🤖 AI Summary
This work addresses a critical limitation in traditional code translation methods, which defer validation until after generation, allowing early errors to corrupt the context and become difficult to correct. To overcome this, the authors propose a Decode-Time Verification (DTV) framework that deeply integrates a verifier into the decoding process. Specifically, a state-machine controller interleaves calls to deterministic verification tools—such as compilers or type checkers—at structural boundaries to ensure prefix validity, complemented by a structure-aware rollback mechanism enabling prefix-level error correction.
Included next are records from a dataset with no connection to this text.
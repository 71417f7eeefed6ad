//! Board Entity
//!
//! Top-level container; owns its columns and, through them, its tasks.

use serde::{Deserialize, Serialize};

use super::entity::Entity;
use super::id::Id;

/// A named board
#[derive(Debug, Clone, PartialEq, Eq, Serialize, Deserialize)]
pub struct Board {
    pub id: Id,
    pub title: String,
}

impl Board {
    pub fn new(id: impl Into<Id>, title: impl Into<String>) -> Self {
        Self {
            id: id.into(),
            title: title.into(),
        }
    }

    /// Title given to the `ordinal`-th board (1-based)
    pub fn default_title(ordinal: usize) -> String {
        format!("Board {}", ordinal)
    }
}

impl Entity for Board {
    fn id(&self) -> &Id {
        &self.id
    }
}

#[cfg(test)]
mod tests {
    use super::*;

    #[test]
    fn test_board_json_shape() {
        let board = Board::new(4821u32, "Board 1");
        let json = serde_json::to_string(&board).unwrap();
        assert_eq!(json, r#"{"id":4821,"title":"Board 1"}"#);
        assert_eq!(serde_json::from_str::<Board>(&json).unwrap(), board);
    }
}
//! Task Card
//!
//! Click to edit, Shift+Enter or blur to finish. A card is both a drag
//! handle and a drop target.

use kanban_core::{DragItem, Id};
use leptos::prelude::*;
use leptos_dragdrop::*;

use crate::context::AppContext;
use crate::store::store_task_content;

#[component]
pub fn TaskCard(
    task_id: Id,
    dnd: DndSignals<DragItem>,
    on_over: Callback<(DragItem, DragItem)>,
) -> impl IntoView {
    let ctx = use_context::<AppContext>().expect("AppContext should be provided");
    let store = ctx.store;

    let key = DragItem::Task(task_id.clone());
    let on_mousedown = make_on_mousedown(dnd, key.clone());
    let on_mouseover = make_on_mouseover(dnd, key.clone(), move |dragged, target| on_over.run((dragged, target)));
    let on_leave_target = make_on_mouseleave(dnd);
    let key = StoredValue::new(key);

    let id = StoredValue::new(task_id);
    let (edit_mode, set_edit_mode) = signal(false);
    let (mouse_is_over, set_mouse_is_over) = signal(false);
    let content = Signal::derive(move || id.with_value(|id| store_task_content(&store, id)));

    let editor_ref = NodeRef::<leptos::html::Textarea>::new();
    Effect::new(move |_| {
        if let Some(editor) = editor_ref.get() {
            let _ = editor.focus();
        }
    });

    let card_class = move || {
        key.with_value(|key| {
            if dnd.is_dragging(key) {
                "task-card dragging"
            } else if edit_mode.get() {
                "task-card editing"
            } else {
                "task-card"
            }
        })
    };

    let toggle_edit = move |_| {
        if dnd.drag_just_ended_read.get_untracked() {
            return;
        }
        set_edit_mode.update(|e| *e = !*e);
        set_mouse_is_over.set(false);
    };

    let delete = move |ev: web_sys::MouseEvent| {
        ev.stop_propagation();
        id.with_value(|id| ctx.run_and_notify("Task has been deleted", |k| k.delete_task(id)));
    };

    view! {
        <div
            class=card_class
            on:mousedown=on_mousedown
            on:mouseover=on_mouseover
            on:mouseenter=move |_| set_mouse_is_over.set(true)
            on:mouseleave=move |ev| {
                set_mouse_is_over.set(false);
                on_leave_target(ev);
            }
            on:click=toggle_edit
        >
            <Show
                when=move || edit_mode.get()
                fallback=move || view! {
                    <p class="task-content">{content}</p>
                    <Show when=move || mouse_is_over.get() && dnd.dragging_read.with(Option::is_none)>
                        <button class="delete-btn" title="Delete task" on:click=delete>"×"</button>
                    </Show>
                }
            >
                <textarea
                    class="task-editor"
                    placeholder="Task content here"
                    node_ref=editor_ref
                    prop:value=move || content.get()
                    on:input=move |ev| {
                        let text = event_target_value(&ev);
                        id.with_value(|id| ctx.run(|k| k.update_task(id, &text)));
                    }
                    on:blur=move |_| set_edit_mode.set(false)
                    on:keydown=move |ev: web_sys::KeyboardEvent| {
                        if ev.key() == "Enter" && ev.shift_key() {
                            set_edit_mode.set(false);
                        }
                    }
                    on:click=|ev: web_sys::MouseEvent| ev.stop_propagation()
                ></textarea>
            </Show>
        </div>
    }
}
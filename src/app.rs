//! Kanban Frontend App
//!
//! Sidebar with the board list on the left, the selected board on the right.

use kanban_core::Kanban;
use leptos::prelude::*;

use crate::components::{BoardView, Sidebar, ToastHost};
use crate::config::AppConfig;
use crate::context::AppContext;
use crate::storage::AppStorage;

#[component]
pub fn App(config: AppConfig, storage: AppStorage) -> impl IntoView {
    let (sidebar_open, set_sidebar_open) = signal(config.sidebar_open);

    let kanban = Kanban::load(storage);
    log::info!(
        "[APP] Loaded {} boards, selected {:?}",
        kanban.boards().len(),
        kanban.selected_board_id()
    );
    provide_context(AppContext::new(kanban, config));

    view! {
        <div class="app-layout">
            <Sidebar is_open=sidebar_open set_is_open=set_sidebar_open />

            <main class=move || if sidebar_open.get() { "main-content with-sidebar" } else { "main-content" }>
                <BoardView />
            </main>

            <ToastHost />
        </div>
    }
}
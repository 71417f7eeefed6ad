//! App Configuration
//!
//! Read once at startup from the `kanban_config` slot; anything missing or
//! unreadable falls back to the defaults.

use kanban_core::{SlotKey, SlotStore, StorageBackend};
use serde::{Deserialize, Serialize};

#[derive(Debug, Clone, PartialEq, Serialize, Deserialize)]
#[serde(default)]
pub struct AppConfig {
    /// `log` level name: error, warn, info, debug, trace
    pub log_level: String,
    /// How long a toast stays visible
    pub toast_millis: u32,
    /// Pointer travel before a press turns into a drag
    pub drag_threshold_px: i32,
    /// Whether the board sidebar starts open
    pub sidebar_open: bool,
}

impl Default for AppConfig {
    fn default() -> Self {
        Self {
            log_level: "info".to_string(),
            toast_millis: 1000,
            drag_threshold_px: leptos_dragdrop::DRAG_THRESHOLD_PX,
            sidebar_open: true,
        }
    }
}

impl AppConfig {
    pub fn load<B: StorageBackend>(backend: B) -> Self {
        SlotStore::new(backend).load(&SlotKey::Config).unwrap_or_default()
    }
}
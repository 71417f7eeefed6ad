//! Storage Layer - Core Traits
//!
//! A backend is a flat string-keyed, string-valued map.
//! Implementations: browser local storage, in-memory.

use super::error::StoreResult;

/// Raw key/value backend
///
/// Calls are synchronous; a successful `set` is durable when it returns.
pub trait StorageBackend {
    /// Read the value stored under `key`
    fn get(&self, key: &str) -> StoreResult<Option<String>>;

    /// Overwrite the value stored under `key`
    fn set(&self, key: &str, value: &str) -> StoreResult<()>;

    /// Delete `key`; deleting an absent key succeeds
    fn remove(&self, key: &str) -> StoreResult<()>;
}

impl<B: StorageBackend + ?Sized> StorageBackend for &B {
    fn get(&self, key: &str) -> StoreResult<Option<String>> {
        (**self).get(key)
    }

    fn set(&self, key: &str, value: &str) -> StoreResult<()> {
        (**self).set(key, value)
    }

    fn remove(&self, key: &str) -> StoreResult<()> {
        (**self).remove(key)
    }
}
Evaluated on C-to-Rust and JavaScript-to-TypeScript translation tasks using the Qwen3-4B model, DTV improves pass rates from 72.3% to 82.0% and from 33.3% to 46.0%, respectively, while significantly reducing token consumption per test case, outperforming both post-hoc verification and sampling-based augmentation approaches.
📝 Abstract
Test-time scaling is an important mechanism for improving large language models, especially on tasks with deterministic verifiers. Code translation is a canonical example: the source program constrains valid outputs, while compilers, type check- ers, and behavioral checks provide exact pass/fail feedback. Existing approaches typically apply these verifiers only after generation, which is inefficient because early errors corrupt the autoregressive context and are rarely corrected later. We introduce Decoding Time Verification (DTV), a framework that treats structural boundaries as meta steps for verifier-guided decoding. DTV interleaves generation with verifier calls under a state-machine controller that enforces valid prefixes, using structural-boundary checks and structure-aware rollback to prevent error propagation while reducing wasted tokens. We evaluate DTV on C-to-Rust and JavaScript-to-TypeScript translation. Using Qwen3-4B as the primary generator under matched token budgets, DTV improves pass rates from 72.3% to 82.0% on C-to-Rust and from 33.3% to 46.0% on JavaScript-to-TypeScript relative to matched self-refinement baselines, while using fewer tokens per case; the same trend largely transfers to Gemma-4-E4B. In the evaluated cost-matched grid, DTV achieves a more favorable pass-rate-cost tradeoff than post-hoc verification or sampling-based scaling. These results show that verifier-guided decoding is an effective use of inference-time compute for code translation.